_Exercise details_
Nothing in the data may be altered as it is transcribed.
───── Extracted records ─────
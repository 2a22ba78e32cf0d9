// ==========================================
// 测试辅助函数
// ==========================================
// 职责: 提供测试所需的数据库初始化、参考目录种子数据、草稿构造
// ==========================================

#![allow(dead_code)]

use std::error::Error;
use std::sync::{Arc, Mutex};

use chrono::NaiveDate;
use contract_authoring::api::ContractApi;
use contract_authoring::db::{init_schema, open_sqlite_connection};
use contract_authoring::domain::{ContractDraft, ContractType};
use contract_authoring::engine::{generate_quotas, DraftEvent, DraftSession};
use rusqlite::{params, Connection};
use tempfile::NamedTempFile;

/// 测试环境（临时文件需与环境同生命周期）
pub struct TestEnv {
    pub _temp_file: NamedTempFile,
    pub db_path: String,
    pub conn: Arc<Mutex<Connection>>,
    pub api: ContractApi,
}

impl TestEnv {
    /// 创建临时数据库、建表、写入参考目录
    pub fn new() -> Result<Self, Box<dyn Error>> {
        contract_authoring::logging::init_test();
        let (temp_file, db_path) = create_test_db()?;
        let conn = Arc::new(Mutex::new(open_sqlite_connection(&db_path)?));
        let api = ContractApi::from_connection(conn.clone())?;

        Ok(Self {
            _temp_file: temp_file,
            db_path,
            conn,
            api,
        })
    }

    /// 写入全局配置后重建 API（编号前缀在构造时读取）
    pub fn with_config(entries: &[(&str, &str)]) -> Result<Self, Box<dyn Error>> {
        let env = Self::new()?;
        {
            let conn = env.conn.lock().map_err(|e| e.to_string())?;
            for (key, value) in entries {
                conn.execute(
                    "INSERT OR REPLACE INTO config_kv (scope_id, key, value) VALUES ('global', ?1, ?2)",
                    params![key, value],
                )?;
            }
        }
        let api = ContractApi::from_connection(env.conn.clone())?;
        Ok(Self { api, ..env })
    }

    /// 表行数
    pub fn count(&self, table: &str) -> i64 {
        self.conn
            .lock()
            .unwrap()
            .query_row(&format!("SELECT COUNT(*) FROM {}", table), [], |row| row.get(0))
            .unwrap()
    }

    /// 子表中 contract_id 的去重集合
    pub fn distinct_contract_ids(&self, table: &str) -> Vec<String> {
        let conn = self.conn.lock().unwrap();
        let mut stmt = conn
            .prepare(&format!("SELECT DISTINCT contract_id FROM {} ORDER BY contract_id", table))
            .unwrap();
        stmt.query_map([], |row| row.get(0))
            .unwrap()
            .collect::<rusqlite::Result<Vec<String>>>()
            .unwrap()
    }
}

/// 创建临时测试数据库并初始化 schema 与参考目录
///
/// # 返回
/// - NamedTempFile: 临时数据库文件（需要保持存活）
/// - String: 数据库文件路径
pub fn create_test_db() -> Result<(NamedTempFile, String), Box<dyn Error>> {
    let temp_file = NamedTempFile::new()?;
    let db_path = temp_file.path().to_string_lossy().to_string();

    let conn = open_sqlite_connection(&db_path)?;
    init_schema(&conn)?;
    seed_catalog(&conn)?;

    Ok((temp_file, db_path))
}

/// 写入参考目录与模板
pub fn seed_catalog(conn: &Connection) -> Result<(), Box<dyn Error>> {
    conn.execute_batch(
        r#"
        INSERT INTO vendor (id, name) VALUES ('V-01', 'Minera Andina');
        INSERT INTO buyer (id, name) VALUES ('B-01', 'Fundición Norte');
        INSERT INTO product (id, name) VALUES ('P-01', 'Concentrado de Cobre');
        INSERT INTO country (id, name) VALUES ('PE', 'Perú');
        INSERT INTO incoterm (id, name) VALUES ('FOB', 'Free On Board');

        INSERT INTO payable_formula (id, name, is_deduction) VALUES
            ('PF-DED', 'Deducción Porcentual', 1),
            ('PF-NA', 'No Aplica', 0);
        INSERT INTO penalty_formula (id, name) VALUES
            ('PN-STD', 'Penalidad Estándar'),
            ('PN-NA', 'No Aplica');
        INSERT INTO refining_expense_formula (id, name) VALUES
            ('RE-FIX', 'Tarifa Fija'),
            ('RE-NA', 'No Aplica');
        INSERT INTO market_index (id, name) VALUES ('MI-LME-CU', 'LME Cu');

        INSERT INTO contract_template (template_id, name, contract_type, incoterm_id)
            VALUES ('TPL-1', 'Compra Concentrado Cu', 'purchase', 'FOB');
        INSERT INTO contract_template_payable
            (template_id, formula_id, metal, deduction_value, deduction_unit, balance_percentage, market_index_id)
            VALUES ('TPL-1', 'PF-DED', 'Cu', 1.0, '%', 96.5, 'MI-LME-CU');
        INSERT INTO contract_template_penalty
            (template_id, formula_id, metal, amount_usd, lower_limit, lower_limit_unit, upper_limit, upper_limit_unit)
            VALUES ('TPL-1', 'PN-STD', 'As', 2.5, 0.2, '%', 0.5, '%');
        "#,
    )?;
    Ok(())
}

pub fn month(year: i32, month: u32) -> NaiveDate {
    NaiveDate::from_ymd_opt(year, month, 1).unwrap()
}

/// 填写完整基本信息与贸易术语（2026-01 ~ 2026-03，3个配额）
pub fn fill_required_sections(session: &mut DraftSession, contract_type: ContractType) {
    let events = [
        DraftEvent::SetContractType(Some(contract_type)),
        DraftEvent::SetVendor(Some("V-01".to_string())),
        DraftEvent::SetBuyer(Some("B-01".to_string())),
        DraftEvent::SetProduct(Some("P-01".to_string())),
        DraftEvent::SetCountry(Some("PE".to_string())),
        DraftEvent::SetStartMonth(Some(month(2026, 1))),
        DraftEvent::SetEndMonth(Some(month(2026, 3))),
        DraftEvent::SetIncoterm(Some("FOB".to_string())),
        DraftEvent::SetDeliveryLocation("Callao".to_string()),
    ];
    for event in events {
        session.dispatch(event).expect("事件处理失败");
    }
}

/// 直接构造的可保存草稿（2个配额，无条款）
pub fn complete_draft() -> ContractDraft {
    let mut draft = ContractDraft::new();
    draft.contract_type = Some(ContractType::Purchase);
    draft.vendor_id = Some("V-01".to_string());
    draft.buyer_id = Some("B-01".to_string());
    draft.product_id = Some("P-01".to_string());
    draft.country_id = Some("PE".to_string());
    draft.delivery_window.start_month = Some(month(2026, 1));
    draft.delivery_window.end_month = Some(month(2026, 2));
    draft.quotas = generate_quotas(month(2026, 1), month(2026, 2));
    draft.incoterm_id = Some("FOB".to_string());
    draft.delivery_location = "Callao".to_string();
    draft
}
─────
_Your solution_
repository 2a22ba78e32cf0d9
// ==========================================
// 测试辅助函数
// ==========================================
// 职责: 提供测试所需的数据库初始化、参考目录种子数据、草稿构造
// ==========================================

#![allow(dead_code)]

use std::error::Error;
use std::sync::{Arc, Mutex};

use chrono::NaiveDate;
use contract_authoring::api::ContractApi;
use contract_authoring::db::{init_schema, open_sqlite_connection};
use contract_authoring::domain::{ContractDraft, ContractType};
use contract_authoring::engine::{generate_quotas, DraftEvent, DraftSession};
use rusqlite::{params, Connection};
use tempfile::NamedTempFile;

/// 测试环境（临时文件需与环境同生命周期）
pub struct TestEnv {
    pub _temp_file: NamedTempFile,
    pub db_path: String,
    pub conn: Arc<Mutex<Connection>>,
    pub api: ContractApi,
}

impl TestEnv {
    /// 创建临时数据库、建表、写入参考目录
    pub fn new() -> Result<Self, Box<dyn Error>> {
        contract_authoring::logging::init_test();
        let (temp_file, db_path) = create_test_db()?;
        let conn = Arc::new(Mutex::new(open_sqlite_connection(&db_path)?));
        let api = ContractApi::from_connection(conn.clone())?;

        Ok(Self {
            _temp_file: temp_file,
            db_path,
            conn,
            api,
        })
    }

    /// 写入全局配置后重建 API（编号前缀在构造时读取）
    pub fn with_config(entries: &[(&str, &str)]) -> Result<Self, Box<dyn Error>> {
        let env = Self::new()?;
        {
            let conn = env.conn.lock().map_err(|e| e.to_string())?;
            for (key, value) in entries {
                conn.execute(
                    "INSERT OR REPLACE INTO config_kv (scope_id, key, value) VALUES ('global', ?1, ?2)",
                    params![key, value],
                )?;
            }
        }
        let api = ContractApi::from_connection(env.conn.clone())?;
        Ok(Self { api, ..env })
    }

    /// 表行数
    pub fn count(&self, table: &str) -> i64 {
        self.conn
            .lock()
            .unwrap()
            .query_row(&format!("SELECT COUNT(*) FROM {}", table), [], |row| row.get(0))
            .unwrap()
    }

    /// 子表中 contract_id 的去重集合
    pub fn distinct_contract_ids(&self, table: &str) -> Vec<String> {
        let conn = self.conn.lock().unwrap();
        let mut stmt = conn
            .prepare(&format!("SELECT DISTINCT contract_id FROM {} ORDER BY contract_id", table))
            .unwrap();
        stmt.query_map([], |row| row.get(0))
            .unwrap()
            .collect::<rusqlite::Result<Vec<String>>>()
            .unwrap()
    }
}

/// 创建临时测试数据库并初始化 schema 与参考目录
///
/// # 返回
/// - NamedTempFile: 临时数据库文件（需要保持存活）
/// - String: 数据库文件路径
pub fn create_test_db() -> Result<(NamedTempFile, String), Box<dyn Error>> {
    let temp_file = NamedTempFile::new()?;
    let db_path = temp_file.path().to_string_lossy().to_string();

    let conn = open_sqlite_connection(&db_path)?;
    init_schema(&conn)?;
    seed_catalog(&conn)?;

    Ok((temp_file, db_path))
}

/// 写入参考目录与模板
pub fn seed_catalog(conn: &Connection) -> Result<(), Box<dyn Error>> {
    conn.execute_batch(
        r#"
        INSERT INTO vendor (id, name) VALUES ('V-01', 'Minera Andina');
        INSERT INTO buyer (id, name) VALUES ('B-01', 'Fundición Norte');
        INSERT INTO product (id, name) VALUES ('P-01', 'Concentrado de Cobre');
        INSERT INTO country (id, name) VALUES ('PE', 'Perú');
        INSERT INTO incoterm (id, name) VALUES ('FOB', 'Free On Board');

        INSERT INTO payable_formula (id, name, is_deduction) VALUES
            ('PF-DED', 'Deducción Porcentual', 1),
            ('PF-NA', 'No Aplica', 0);
        INSERT INTO penalty_formula (id, name) VALUES
            ('PN-STD', 'Penalidad Estándar'),
            ('PN-NA', 'No Aplica');
        INSERT INTO refining_expense_formula (id, name) VALUES
            ('RE-FIX', 'Tarifa Fija'),
            ('RE-NA', 'No Aplica');
        INSERT INTO market_index (id, name) VALUES ('MI-LME-CU', 'LME Cu');

        INSERT INTO contract_template (template_id, name, contract_type, incoterm_id)
            VALUES ('TPL-1', 'Compra Concentrado Cu', 'purchase', 'FOB');
        INSERT INTO contract_template_payable
            (template_id, formula_id, metal, deduction_value, deduction_unit, balance_percentage, market_index_id)
            VALUES ('TPL-1', 'PF-DED', 'Cu', 1.0, '%', 96.5, 'MI-LME-CU');
        INSERT INTO contract_template_penalty
            (template_id, formula_id, metal, amount_usd, lower_limit, lower_limit_unit, upper_limit, upper_limit_unit)
            VALUES ('TPL-1', 'PN-STD', 'As', 2.5, 0.2, '%', 0.5, '%');
        "#,
    )?;
    Ok(())
}

pub fn month(year: i32, month: u32) -> NaiveDate {
    NaiveDate::from_ymd_opt(year, month, 1).unwrap()
}

/// 填写完整基本信息与贸易术语（2026-01 ~ 2026-03，3个配额）
pub fn fill_required_sections(session: &mut DraftSession, contract_type: ContractType) {
    let events = [
        DraftEvent::SetContractType(Some(contract_type)),
        DraftEvent::SetVendor(Some("V-01".to_string())),
        DraftEvent::SetBuyer(Some("B-01".to_string())),
        DraftEvent::SetProduct(Some("P-01".to_string())),
        DraftEvent::SetCountry(Some("PE".to_string())),
        DraftEvent::SetStartMonth(Some(month(2026, 1))),
        DraftEvent::SetEndMonth(Some(month(2026, 3))),
        DraftEvent::SetIncoterm(Some("FOB".to_string())),
        DraftEvent::SetDeliveryLocation("Callao".to_string()),
    ];
    for event in events {
        session.dispatch(event).expect("事件处理失败");
    }
}

/// 直接构造的可保存草稿（2个配额，无条款）
pub fn complete_draft() -> ContractDraft {
    let mut draft = ContractDraft::new();
    draft.contract_type = Some(ContractType::Purchase);
    draft.vendor_id = Some("V-01".to_string());
    draft.buyer_id = Some("B-01".to_string());
    draft.product_id = Some("P-01".to_string());
    draft.country_id = Some("PE".to_string());
    draft.delivery_window.start_month = Some(month(2026, 1));
    draft.delivery_window.end_month = Some(month(2026, 2));
    draft.quotas = generate_quotas(month(2026, 1), month(2026, 2));
    draft.incoterm_id = Some("FOB".to_string());
    draft.delivery_location = "Callao".to_string();
    draft
}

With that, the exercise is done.